■ **THE PROBLEM**: Copy, from the data below, every line that has "DetailState" in it.
AVAILABLE DATA START
//! Everything the anime detail view shows for one subject.

use std::sync::{Arc, RwLock};

use tracing::{debug, warn};

use super::{LoadState, read, write};
use crate::constants::{limits, messages};
use crate::error::Result;
use crate::models::{Availability, Episode, EpisodeType, Subject, SubjectId};
use crate::services::{BangumiApi, EpisodeQuery, ResourceApi};

#[derive(Debug, Default)]
struct DetailState {
    bangumi_id: Option<SubjectId>,
    subject: Option<Subject>,
    episodes: Vec<Episode>,
    availability: Option<Availability>,
    load: LoadState,
}

pub struct AnimeDetailStore {
    bangumi: Arc<dyn BangumiApi>,
    resources: Arc<dyn ResourceApi>,
    state: RwLock<DetailState>,
}

impl AnimeDetailStore {
    #[must_use]
    pub fn new(bangumi: Arc<dyn BangumiApi>, resources: Arc<dyn ResourceApi>) -> Self {
        Self {
            bangumi,
            resources,
            state: RwLock::new(DetailState::default()),
        }
    }

    #[must_use]
    pub fn bangumi_id(&self) -> Option<SubjectId> {
        read(&self.state).bangumi_id
    }

    #[must_use]
    pub fn subject(&self) -> Option<Subject> {
        read(&self.state).subject.clone()
    }

    #[must_use]
    pub fn episodes(&self) -> Vec<Episode> {
        read(&self.state).episodes.clone()
    }

    #[must_use]
    pub fn availability(&self) -> Option<Availability> {
        read(&self.state).availability.clone()
    }

    #[must_use]
    pub fn load_state(&self) -> LoadState {
        read(&self.state).load.clone()
    }

    #[must_use]
    pub fn main_episodes(&self) -> Vec<Episode> {
        read(&self.state)
            .episodes
            .iter()
            .filter(|ep| ep.kind == EpisodeType::Main)
            .cloned()
            .collect()
    }

    /// Whether any episode has at least one release.
    #[must_use]
    pub fn has_resource(&self) -> bool {
        read(&self.state)
            .availability
            .as_ref()
            .is_some_and(Availability::has_resource)
    }

    /// Loads subject, episodes and availability for `id`.
    ///
    /// Subject and episodes are fetched together and either failure fails the
    /// load, with the subject error taking precedence. Availability follows
    /// and only ever degrades to "none". Calling again for an already loaded
    /// id does nothing.
    pub async fn fetch_all(&self, id: SubjectId) -> Result<()> {
        {
            let state = read(&self.state);
            if state.bangumi_id == Some(id)
                && state.subject.is_some()
                && state.load == LoadState::Ready
            {
                debug!(bangumi_id = id, "Detail already loaded");
                return Ok(());
            }
        }

        *write(&self.state) = DetailState {
            bangumi_id: Some(id),
            load: LoadState::Loading,
            ..DetailState::default()
        };

        // Both requests settle before either failure is reported.
        let (subject, episodes) = futures::join!(
            self.bangumi.subject(id),
            self.bangumi
                .episodes(id, EpisodeQuery::main(limits::DETAIL_EPISODE_LIMIT)),
        );
        let (subject, episodes) = match (subject, episodes) {
            (Ok(subject), Ok(episodes)) => (subject, episodes),
            (Err(e), _) | (Ok(_), Err(e)) => {
                warn!(bangumi_id = id, "Failed to load anime detail: {e}");
                let mut state = write(&self.state);
                if state.bangumi_id == Some(id) {
                    state.load = LoadState::Failed(messages::DETAIL_LOAD_FAILED.to_string());
                }
                return Err(e);
            }
        };

        {
            let mut state = write(&self.state);
            if state.bangumi_id != Some(id) {
                return Ok(());
            }
            state.subject = Some(subject);
            state.episodes = episodes.data;
        }

        let availability = self.load_availability(id).await;

        let mut state = write(&self.state);
        if state.bangumi_id == Some(id) {
            state.availability = availability;
            state.load = LoadState::Ready;
        }
        Ok(())
    }

    pub async fn fetch_subject(&self, id: SubjectId) -> Result<()> {
        match self.bangumi.subject(id).await {
            Ok(subject) => {
                write(&self.state).subject = Some(subject);
                Ok(())
            }
            Err(e) => {
                write(&self.state).load = LoadState::Failed(messages::DETAIL_LOAD_FAILED.to_string());
                Err(e)
            }
        }
    }

    pub async fn fetch_episodes(&self, id: SubjectId) -> Result<()> {
        let query = EpisodeQuery::main(limits::DETAIL_EPISODE_LIMIT);
        match self.bangumi.episodes(id, query).await {
            Ok(page) => {
                write(&self.state).episodes = page.data;
                Ok(())
            }
            Err(e) => {
                write(&self.state).load = LoadState::Failed(messages::DETAIL_LOAD_FAILED.to_string());
                Err(e)
            }
        }
    }

    /// Refreshes availability alone. Unlike [`Self::fetch_all`], failures
    /// other than not-found are returned to the caller.
    pub async fn fetch_availability(&self, id: SubjectId) -> Result<()> {
        match self.resources.availability(id).await {
            Ok(availability) => {
                write(&self.state).availability = Some(availability);
                Ok(())
            }
            Err(e) if e.is_not_found() => {
                write(&self.state).availability = None;
                Ok(())
            }
            Err(e) => Err(e),
        }
    }

    pub fn clear(&self) {
        *write(&self.state) = DetailState::default();
    }

    async fn load_availability(&self, id: SubjectId) -> Option<Availability> {
        match self.resources.availability(id).await {
            Ok(availability) => Some(availability),
            Err(e) if e.is_not_found() => {
                debug!(bangumi_id = id, "No availability data yet");
                None
            }
            Err(e) => {
                warn!(
                    bangumi_id = id,
                    "{}: {e}",
                    messages::AVAILABILITY_LOAD_FAILED
                );
                None
            }
        }
    }
}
AVAILABLE DATA END
■ **SOLUTION TO THE PROBLEM**:
struct DetailState {
    state: RwLock<DetailState>,
            state: RwLock::new(DetailState::default()),
        *write(&self.state) = DetailState {
            ..DetailState::default()
        *write(&self.state) = DetailState::default();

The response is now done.